* _EXERCISE_: Transcribe the listing below only from the line with "per quarter note." up to and including the line with "u32, bpm: f64)".

* _INFORMATION_:
//! Built-in song used when no song file is given.

use ct_formats::{parse_percussion, parse_pitched};
use ct_ir::{Channel, ClockConfig, NoiseConfig, Song, VoiceConfig};

const BASS_NOTES: &str = "C.C.C.C-..C-..C-..C-..C.C.C.C-..";
const BASS_OCTAVES: &str = "00000000000000000000000000000000";
const SNARE: &str = "....x.......x.......x.......x.x.";

/// Bass line with a backbeat snare, on the default VGA-timed clock.
pub fn demo_song() -> Song {
    let mut song = Song::new("demo", ClockConfig::default());

    let bass = VoiceConfig {
        pulse_width: 1,
        carrier_multiplier: 2,
        decay: 2,
        sustain: 1024,
        release: 3,
        vibrato_depth: 0,
        vibrato_rate: 0,
        vibrato_envelope: 0,
        ..VoiceConfig::default()
    };
    song.add_channel(Channel::pulse(parse_pitched("bass", BASS_NOTES, BASS_OCTAVES), bass));
    song.add_channel(Channel::noise(parse_percussion("snare", SNARE), NoiseConfig::default()));
    song
}

#[cfg(test)]
mod tests {
    use super::*;

    #[test]
    fn demo_is_valid_and_loops_together() {
        let song = demo_song();
        assert_eq!(song.validate(), Ok(()));
        assert_eq!(song.channels[0].track.len(), 32);
        assert_eq!(song.channels[1].track.len(), 32);
        assert!(song.channels[0].track.steps.iter().all(|s| !matches!(
            s,
            ct_ir::Step::Note { octave, .. } if *octave != 0
        )));
    }
}
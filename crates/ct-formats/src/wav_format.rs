//! WAV encoding for 16-bit mono PCM.

use std::io::{self, Write};

const NUM_CHANNELS: u16 = 1;
const BITS_PER_SAMPLE: u16 = 16;
const HEADER_LEN: usize = 44;

/// Size of the data chunk in bytes, if it fits the 32-bit RIFF size fields.
fn data_size(sample_count: usize, block_align: u16) -> io::Result<u32> {
    u32::try_from(sample_count)
        .ok()
        .and_then(|n| n.checked_mul(block_align as u32))
        .filter(|size| size.checked_add(36).is_some())
        .ok_or_else(|| {
            io::Error::new(
                io::ErrorKind::InvalidInput,
                format!("{sample_count} samples do not fit in a WAV file"),
            )
        })
}

fn write_wav(w: &mut impl Write, samples: &[i16], sample_rate: u32) -> io::Result<()> {
    let block_align = NUM_CHANNELS * (BITS_PER_SAMPLE / 8);
    let data_size = data_size(samples.len(), block_align)?;

    write_riff_header(w, data_size)?;
    write_fmt_chunk(w, sample_rate, block_align)?;
    write_data_chunk(w, samples, data_size)
}

pub fn samples_to_wav(samples: &[i16], sample_rate: u32) -> io::Result<Vec<u8>> {
    let mut buf = Vec::with_capacity(HEADER_LEN + samples.len() * 2);
    write_wav(&mut buf, samples, sample_rate)?;
    Ok(buf)
}

fn write_riff_header(w: &mut impl Write, data_size: u32) -> io::Result<()> {
    w.write_all(b"RIFF")?;
    w.write_all(&(36 + data_size).to_le_bytes())?;
    w.write_all(b"WAVE")
}

fn write_fmt_chunk(w: &mut impl Write, sample_rate: u32, block_align: u16) -> io::Result<()> {
    w.write_all(b"fmt ")?;
    w.write_all(&16u32.to_le_bytes())?;
    w.write_all(&1u16.to_le_bytes())?;
    w.write_all(&NUM_CHANNELS.to_le_bytes())?;
    w.write_all(&sample_rate.to_le_bytes())?;
    w.write_all(&sample_rate.saturating_mul(block_align as u32).to_le_bytes())?;
    w.write_all(&block_align.to_le_bytes())?;
    w.write_all(&BITS_PER_SAMPLE.to_le_bytes())
}

fn write_data_chunk(w: &mut impl Write, samples: &[i16], data_size: u32) -> io::Result<()> {
    w.write_all(b"data")?;
    w.write_all(&data_size.to_le_bytes())?;
    for sample in samples {
        w.write_all(&sample.to_le_bytes())?;
    }
    Ok(())
}
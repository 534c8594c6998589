//! Static parameter records for voices and the master clock.

use thiserror::Error;

/// Full-scale envelope volume (12-bit).
pub const MAX_VOLUME: u16 = 4095;

/// Largest shift amount accepted for envelope and vibrato rates.
pub const MAX_SHIFT: u8 = 15;

/// Attenuation shift at which a 16-bit noise register is fully silent.
pub const NOISE_SILENT_SHIFT: u8 = 16;

/// Rejected parameter values.
#[derive(Debug, Clone, PartialEq, Eq, Error)]
pub enum ConfigError {
    #[error("{name} shift {value} out of range (0-15)")]
    ShiftOutOfRange { name: &'static str, value: u8 },
    #[error("{name} {value} must be below 4095")]
    LevelOutOfRange { name: &'static str, value: u16 },
    #[error("phase width {0} bits out of range (2-30)")]
    PhaseBits(u8),
    #[error("noise seed must be non-zero")]
    ZeroSeed,
    #[error("noise attenuation range {min}..={max} invalid (max 16)")]
    NoiseShiftRange { min: u8, max: u8 },
    #[error("{0} must be non-zero")]
    Zero(&'static str),
}

/// Per-voice pulse channel configuration.
#[derive(Clone, Copy, Debug, PartialEq, Eq)]
pub struct VoiceConfig {
    /// Bit 0 set: 25% duty (top two phase bits), clear: 50% (top bit).
    pub pulse_width: u8,
    /// Octaves added to every note.
    pub octave_transpose: i8,
    /// Added to the secondary phase every sample.
    pub detune: i32,
    /// Secondary oscillator runs at this multiple of the primary.
    pub carrier_multiplier: u32,
    /// Decay speed toward sustain (larger = slower).
    pub decay: u8,
    /// Sustain level, 0..4095.
    pub sustain: u16,
    /// Release speed toward zero (larger = slower).
    pub release: u8,
    /// Target vibrato depth reached during decay.
    pub vibrato_depth: u16,
    /// Vibrato oscillator rate shift (0 fastest).
    pub vibrato_rate: u8,
    /// Vibrato depth ramp speed; 0 disables the ramp.
    pub vibrato_envelope: u8,
    /// Width of the phase accumulators.
    pub phase_bits: u8,
}

impl Default for VoiceConfig {
    fn default() -> Self {
        Self {
            pulse_width: 0,
            octave_transpose: 0,
            detune: 0,
            carrier_multiplier: 1,
            decay: 2,
            sustain: 1024,
            release: 4,
            vibrato_depth: 0,
            vibrato_rate: 4,
            vibrato_envelope: 0,
            phase_bits: 18,
        }
    }
}

impl VoiceConfig {
    /// Check every field against its declared range.
    pub fn validate(&self) -> Result<(), ConfigError> {
        check_shift("decay", self.decay)?;
        check_shift("release", self.release)?;
        check_shift("vibrato_rate", self.vibrato_rate)?;
        check_shift("vibrato_envelope", self.vibrato_envelope)?;
        check_level("sustain", self.sustain)?;
        check_level("vibrato_depth", self.vibrato_depth)?;
        if !(2..=30).contains(&self.phase_bits) {
            return Err(ConfigError::PhaseBits(self.phase_bits));
        }
        Ok(())
    }

    /// Mask selecting the phase bits that must all be set for the high half
    /// of the pulse.
    pub fn pulse_mask(&self) -> u32 {
        let top = self.phase_bits as u32 - 1;
        let mut mask = 1 << top;
        if self.pulse_width & 1 != 0 {
            mask |= 1 << (top - 1);
        }
        mask
    }

    /// Mask applied to both accumulators after every step.
    pub fn phase_mask(&self) -> u32 {
        (1u32 << self.phase_bits) - 1
    }
}

fn check_shift(name: &'static str, value: u8) -> Result<(), ConfigError> {
    if value > MAX_SHIFT {
        return Err(ConfigError::ShiftOutOfRange { name, value });
    }
    Ok(())
}

fn check_level(name: &'static str, value: u16) -> Result<(), ConfigError> {
    if value >= MAX_VOLUME {
        return Err(ConfigError::LevelOutOfRange { name, value });
    }
    Ok(())
}

/// Percussion (LFSR noise) channel configuration.
#[derive(Clone, Copy, Debug, PartialEq, Eq)]
pub struct NoiseConfig {
    /// Feedback taps XORed in when the shifted-out bit is set.
    pub taps: u16,
    /// Initial register contents.
    pub seed: u16,
    /// Attenuation right after a trigger. This is the output scaling
    /// tunable: `register >> min_shift` is the loudest sample.
    pub min_shift: u8,
    /// Attenuation the burst decays to.
    pub max_shift: u8,
    /// Ticks per attenuation step.
    pub decay_period: u16,
}

impl Default for NoiseConfig {
    fn default() -> Self {
        Self {
            taps: 0x002D,
            seed: 0xACE1,
            min_shift: 4,
            max_shift: NOISE_SILENT_SHIFT,
            decay_period: 2,
        }
    }
}

impl NoiseConfig {
    pub fn validate(&self) -> Result<(), ConfigError> {
        if self.seed == 0 {
            return Err(ConfigError::ZeroSeed);
        }
        if self.min_shift > self.max_shift || self.max_shift > NOISE_SILENT_SHIFT {
            return Err(ConfigError::NoiseShiftRange {
                min: self.min_shift,
                max: self.max_shift,
            });
        }
        if self.decay_period == 0 {
            return Err(ConfigError::Zero("decay_period"));
        }
        Ok(())
    }
}

/// Master timing. The sample rate and tick length are integer divisions of
/// a master oscillator, so the achieved tempo is generally not the
/// requested one.
#[derive(Clone, Copy, Debug, PartialEq)]
pub struct ClockConfig {
    /// Master oscillator frequency in Hz.
    pub master_clock: u32,
    /// Master clocks per output sample.
    pub clocks_per_sample: u32,
    /// Output samples per sequencer tick.
    pub samples_per_tick: u32,
    /// Score steps per quarter note.
    pub steps_per_quarter: u32,
    /// Requested tempo in quarter notes per minute.
    pub bpm: f64,
}

impl Default for ClockConfig {
    /// VGA-timed chip: one sample per scanline, one tick per frame.
    fn default() -> Self {
        Self {
            master_clock: 25_175_000,
            clocks_per_sample: 800,
            samples_per_tick: 525,
            steps_per_quarter: 4,
            bpm: 120.0,
        }
    }
}

impl ClockConfig {
    /// A clock running at exactly `sample_rate`, handy for tests and offline
    /// rendering.
    pub fn from_sample_rate(sample_rate: u32, samples_per_tick: u32, bpm: f64) -> Self {
        Self {
            master_clock: sample_rate,
            clocks_per_sample: 1,
            samples_per_tick,
            steps_per_quarter: 4,
            bpm,
        }
    }

    pub fn validate(&self) -> Result<(), ConfigError> {
        if self.master_clock == 0 {
            return Err(ConfigError::Zero("master_clock"));
        }
        if self.clocks_per_sample == 0 {
            return Err(ConfigError::Zero("clocks_per_sample"));
        }
        if self.samples_per_tick == 0 {
            return Err(ConfigError::Zero("samples_per_tick"));
        }
        if self.steps_per_quarter == 0 {
            return Err(ConfigError::Zero("steps_per_quarter"));
        }
        if !(self.bpm > 0.0) {
            return Err(ConfigError::Zero("bpm"));
        }
        Ok(())
    }
}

* _RESPONSE BELOW_:
    /// Score steps per quarter note.
    pub steps_per_quarter: u32,
    /// Requested tempo in quarter notes per minute.
    pub bpm: f64,
}

impl Default for ClockConfig {
    /// VGA-timed chip: one sample per scanline, one tick per frame.
    fn default() -> Self {
        Self {
            master_clock: 25_175_000,
            clocks_per_sample: 800,
            samples_per_tick: 525,
            steps_per_quarter: 4,
            bpm: 120.0,
        }
    }
}

impl ClockConfig {
    /// A clock running at exactly `sample_rate`, handy for tests and offline
    /// rendering.
    pub fn from_sample_rate(sample_rate: u32, samples_per_tick: u32, bpm: f64) -> Self {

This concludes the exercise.